● Given entries:
━━━━

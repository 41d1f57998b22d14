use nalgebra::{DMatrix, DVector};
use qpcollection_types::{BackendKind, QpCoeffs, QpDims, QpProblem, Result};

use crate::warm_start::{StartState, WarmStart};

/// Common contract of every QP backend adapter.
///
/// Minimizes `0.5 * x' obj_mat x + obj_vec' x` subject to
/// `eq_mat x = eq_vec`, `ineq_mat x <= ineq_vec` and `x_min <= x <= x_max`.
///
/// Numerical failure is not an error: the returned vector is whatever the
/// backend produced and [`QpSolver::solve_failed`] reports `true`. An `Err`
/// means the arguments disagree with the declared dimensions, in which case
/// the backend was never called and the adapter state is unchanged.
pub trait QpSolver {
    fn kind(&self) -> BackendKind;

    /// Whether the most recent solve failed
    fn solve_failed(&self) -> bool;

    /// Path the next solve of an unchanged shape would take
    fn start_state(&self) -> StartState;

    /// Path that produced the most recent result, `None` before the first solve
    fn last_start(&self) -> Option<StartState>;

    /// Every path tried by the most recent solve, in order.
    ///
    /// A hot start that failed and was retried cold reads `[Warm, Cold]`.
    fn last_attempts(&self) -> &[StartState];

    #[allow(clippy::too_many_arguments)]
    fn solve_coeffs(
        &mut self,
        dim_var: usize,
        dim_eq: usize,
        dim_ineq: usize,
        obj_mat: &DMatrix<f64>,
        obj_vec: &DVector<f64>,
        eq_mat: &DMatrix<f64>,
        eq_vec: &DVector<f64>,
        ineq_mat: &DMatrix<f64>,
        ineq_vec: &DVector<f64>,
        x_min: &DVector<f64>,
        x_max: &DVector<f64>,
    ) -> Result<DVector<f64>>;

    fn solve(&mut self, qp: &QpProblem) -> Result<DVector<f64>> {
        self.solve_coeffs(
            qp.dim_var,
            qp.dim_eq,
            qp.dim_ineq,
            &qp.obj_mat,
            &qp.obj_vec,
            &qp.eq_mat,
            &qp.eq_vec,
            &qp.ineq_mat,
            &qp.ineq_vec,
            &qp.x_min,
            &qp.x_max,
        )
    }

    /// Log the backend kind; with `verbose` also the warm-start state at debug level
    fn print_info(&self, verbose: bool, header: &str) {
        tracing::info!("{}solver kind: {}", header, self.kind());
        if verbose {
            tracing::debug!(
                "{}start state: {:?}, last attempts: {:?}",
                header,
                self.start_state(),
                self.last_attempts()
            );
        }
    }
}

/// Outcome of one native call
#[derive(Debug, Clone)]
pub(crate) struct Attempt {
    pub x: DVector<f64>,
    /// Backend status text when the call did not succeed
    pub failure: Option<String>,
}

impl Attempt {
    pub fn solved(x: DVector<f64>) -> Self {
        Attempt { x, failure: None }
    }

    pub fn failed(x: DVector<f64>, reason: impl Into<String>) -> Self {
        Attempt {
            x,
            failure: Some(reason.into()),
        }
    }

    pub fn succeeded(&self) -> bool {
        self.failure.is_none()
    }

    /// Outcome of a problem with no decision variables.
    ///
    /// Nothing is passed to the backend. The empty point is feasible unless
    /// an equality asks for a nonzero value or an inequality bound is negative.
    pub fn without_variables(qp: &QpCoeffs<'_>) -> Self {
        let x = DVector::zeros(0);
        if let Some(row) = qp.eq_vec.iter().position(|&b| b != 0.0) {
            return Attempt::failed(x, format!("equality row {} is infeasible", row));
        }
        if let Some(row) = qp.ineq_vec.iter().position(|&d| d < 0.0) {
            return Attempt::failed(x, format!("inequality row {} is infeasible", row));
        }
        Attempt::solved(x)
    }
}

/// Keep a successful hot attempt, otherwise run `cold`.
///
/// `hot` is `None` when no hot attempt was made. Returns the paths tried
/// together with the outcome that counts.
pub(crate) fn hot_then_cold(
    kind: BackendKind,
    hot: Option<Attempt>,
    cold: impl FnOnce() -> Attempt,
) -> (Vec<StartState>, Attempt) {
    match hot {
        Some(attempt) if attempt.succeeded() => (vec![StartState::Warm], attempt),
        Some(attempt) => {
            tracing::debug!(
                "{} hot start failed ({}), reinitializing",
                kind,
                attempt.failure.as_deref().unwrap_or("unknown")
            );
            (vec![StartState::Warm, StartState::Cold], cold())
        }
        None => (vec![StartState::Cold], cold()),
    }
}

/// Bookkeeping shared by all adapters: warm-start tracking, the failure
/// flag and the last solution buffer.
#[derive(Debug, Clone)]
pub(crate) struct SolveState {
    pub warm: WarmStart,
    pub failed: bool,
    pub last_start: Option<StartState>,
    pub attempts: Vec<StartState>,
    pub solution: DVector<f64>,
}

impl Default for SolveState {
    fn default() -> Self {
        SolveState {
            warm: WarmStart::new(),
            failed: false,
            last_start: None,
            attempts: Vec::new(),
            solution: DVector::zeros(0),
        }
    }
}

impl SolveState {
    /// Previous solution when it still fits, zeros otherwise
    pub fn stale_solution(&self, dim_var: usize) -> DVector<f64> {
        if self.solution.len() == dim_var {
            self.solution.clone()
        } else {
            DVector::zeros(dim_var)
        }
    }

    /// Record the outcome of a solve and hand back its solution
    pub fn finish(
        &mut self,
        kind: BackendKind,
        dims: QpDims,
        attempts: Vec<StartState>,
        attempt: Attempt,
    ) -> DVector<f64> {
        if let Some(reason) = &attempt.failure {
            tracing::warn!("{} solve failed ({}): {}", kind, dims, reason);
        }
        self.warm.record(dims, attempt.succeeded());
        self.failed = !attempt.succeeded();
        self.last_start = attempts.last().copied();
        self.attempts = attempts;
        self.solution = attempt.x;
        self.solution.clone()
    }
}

━━━━

● Action item:
The full listing above should be repeated without omission.

● Exercise response:
repository 41d1f57998b22d14
use nalgebra::{DMatrix, DVector};
use qpcollection_types::{BackendKind, QpCoeffs, QpDims, QpProblem, Result};

use crate::warm_start::{StartState, WarmStart};

/// Common contract of every QP backend adapter.
///
/// Minimizes `0.5 * x' obj_mat x + obj_vec' x` subject to
/// `eq_mat x = eq_vec`, `ineq_mat x <= ineq_vec` and `x_min <= x <= x_max`.
///
/// Numerical failure is not an error: the returned vector is whatever the
/// backend produced and [`QpSolver::solve_failed`] reports `true`. An `Err`
/// means the arguments disagree with the declared dimensions, in which case
/// the backend was never called and the adapter state is unchanged.
pub trait QpSolver {
    fn kind(&self) -> BackendKind;

    /// Whether the most recent solve failed
    fn solve_failed(&self) -> bool;

    /// Path the next solve of an unchanged shape would take
    fn start_state(&self) -> StartState;

    /// Path that produced the most recent result, `None` before the first solve
    fn last_start(&self) -> Option<StartState>;

    /// Every path tried by the most recent solve, in order.
    ///
    /// A hot start that failed and was retried cold reads `[Warm, Cold]`.
    fn last_attempts(&self) -> &[StartState];

    #[allow(clippy::too_many_arguments)]
    fn solve_coeffs(
        &mut self,
        dim_var: usize,
        dim_eq: usize,
        dim_ineq: usize,
        obj_mat: &DMatrix<f64>,
        obj_vec: &DVector<f64>,
        eq_mat: &DMatrix<f64>,
        eq_vec: &DVector<f64>,
        ineq_mat: &DMatrix<f64>,
        ineq_vec: &DVector<f64>,
        x_min: &DVector<f64>,
        x_max: &DVector<f64>,
    ) -> Result<DVector<f64>>;

    fn solve(&mut self, qp: &QpProblem) -> Result<DVector<f64>> {
        self.solve_coeffs(
            qp.dim_var,
            qp.dim_eq,
            qp.dim_ineq,
            &qp.obj_mat,
            &qp.obj_vec,
            &qp.eq_mat,
            &qp.eq_vec,
            &qp.ineq_mat,
            &qp.ineq_vec,
            &qp.x_min,
            &qp.x_max,
        )
    }

    /// Log the backend kind; with `verbose` also the warm-start state at debug level
    fn print_info(&self, verbose: bool, header: &str) {
        tracing::info!("{}solver kind: {}", header, self.kind());
        if verbose {
            tracing::debug!(
                "{}start state: {:?}, last attempts: {:?}",
                header,
                self.start_state(),
                self.last_attempts()
            );
        }
    }
}

/// Outcome of one native call
#[derive(Debug, Clone)]
pub(crate) struct Attempt {
    pub x: DVector<f64>,
    /// Backend status text when the call did not succeed
    pub failure: Option<String>,
}

impl Attempt {
    pub fn solved(x: DVector<f64>) -> Self {
        Attempt { x, failure: None }
    }

    pub fn failed(x: DVector<f64>, reason: impl Into<String>) -> Self {
        Attempt {
            x,
            failure: Some(reason.into()),
        }
    }

    pub fn succeeded(&self) -> bool {
        self.failure.is_none()
    }

    /// Outcome of a problem with no decision variables.
    ///
    /// Nothing is passed to the backend. The empty point is feasible unless
    /// an equality asks for a nonzero value or an inequality bound is negative.
    pub fn without_variables(qp: &QpCoeffs<'_>) -> Self {
        let x = DVector::zeros(0);
        if let Some(row) = qp.eq_vec.iter().position(|&b| b != 0.0) {
            return Attempt::failed(x, format!("equality row {} is infeasible", row));
        }
        if let Some(row) = qp.ineq_vec.iter().position(|&d| d < 0.0) {
            return Attempt::failed(x, format!("inequality row {} is infeasible", row));
        }
        Attempt::solved(x)
    }
}

/// Keep a successful hot attempt, otherwise run `cold`.
///
/// `hot` is `None` when no hot attempt was made. Returns the paths tried
/// together with the outcome that counts.
pub(crate) fn hot_then_cold(
    kind: BackendKind,
    hot: Option<Attempt>,
    cold: impl FnOnce() -> Attempt,
) -> (Vec<StartState>, Attempt) {
    match hot {
        Some(attempt) if attempt.succeeded() => (vec![StartState::Warm], attempt),
        Some(attempt) => {
            tracing::debug!(
                "{} hot start failed ({}), reinitializing",
                kind,
                attempt.failure.as_deref().unwrap_or("unknown")
            );
            (vec![StartState::Warm, StartState::Cold], cold())
        }
        None => (vec![StartState::Cold], cold()),
    }
}

/// Bookkeeping shared by all adapters: warm-start tracking, the failure
/// flag and the last solution buffer.
#[derive(Debug, Clone)]
pub(crate) struct SolveState {
    pub warm: WarmStart,
    pub failed: bool,
    pub last_start: Option<StartState>,
    pub attempts: Vec<StartState>,
    pub solution: DVector<f64>,
}

impl Default for SolveState {
    fn default() -> Self {
        SolveState {
            warm: WarmStart::new(),
            failed: false,
            last_start: None,
            attempts: Vec::new(),
            solution: DVector::zeros(0),
        }
    }
}

impl SolveState {
    /// Previous solution when it still fits, zeros otherwise
    pub fn stale_solution(&self, dim_var: usize) -> DVector<f64> {
        if self.solution.len() == dim_var {
            self.solution.clone()
        } else {
            DVector::zeros(dim_var)
        }
    }

    /// Record the outcome of a solve and hand back its solution
    pub fn finish(
        &mut self,
        kind: BackendKind,
        dims: QpDims,
        attempts: Vec<StartState>,
        attempt: Attempt,
    ) -> DVector<f64> {
        if let Some(reason) = &attempt.failure {
            tracing::warn!("{} solve failed ({}): {}", kind, dims, reason);
        }
        self.warm.record(dims, attempt.succeeded());
        self.failed = !attempt.succeeded();
        self.last_start = attempts.last().copied();
        self.attempts = attempts;
        self.solution = attempt.x;
        self.solution.clone()
    }
}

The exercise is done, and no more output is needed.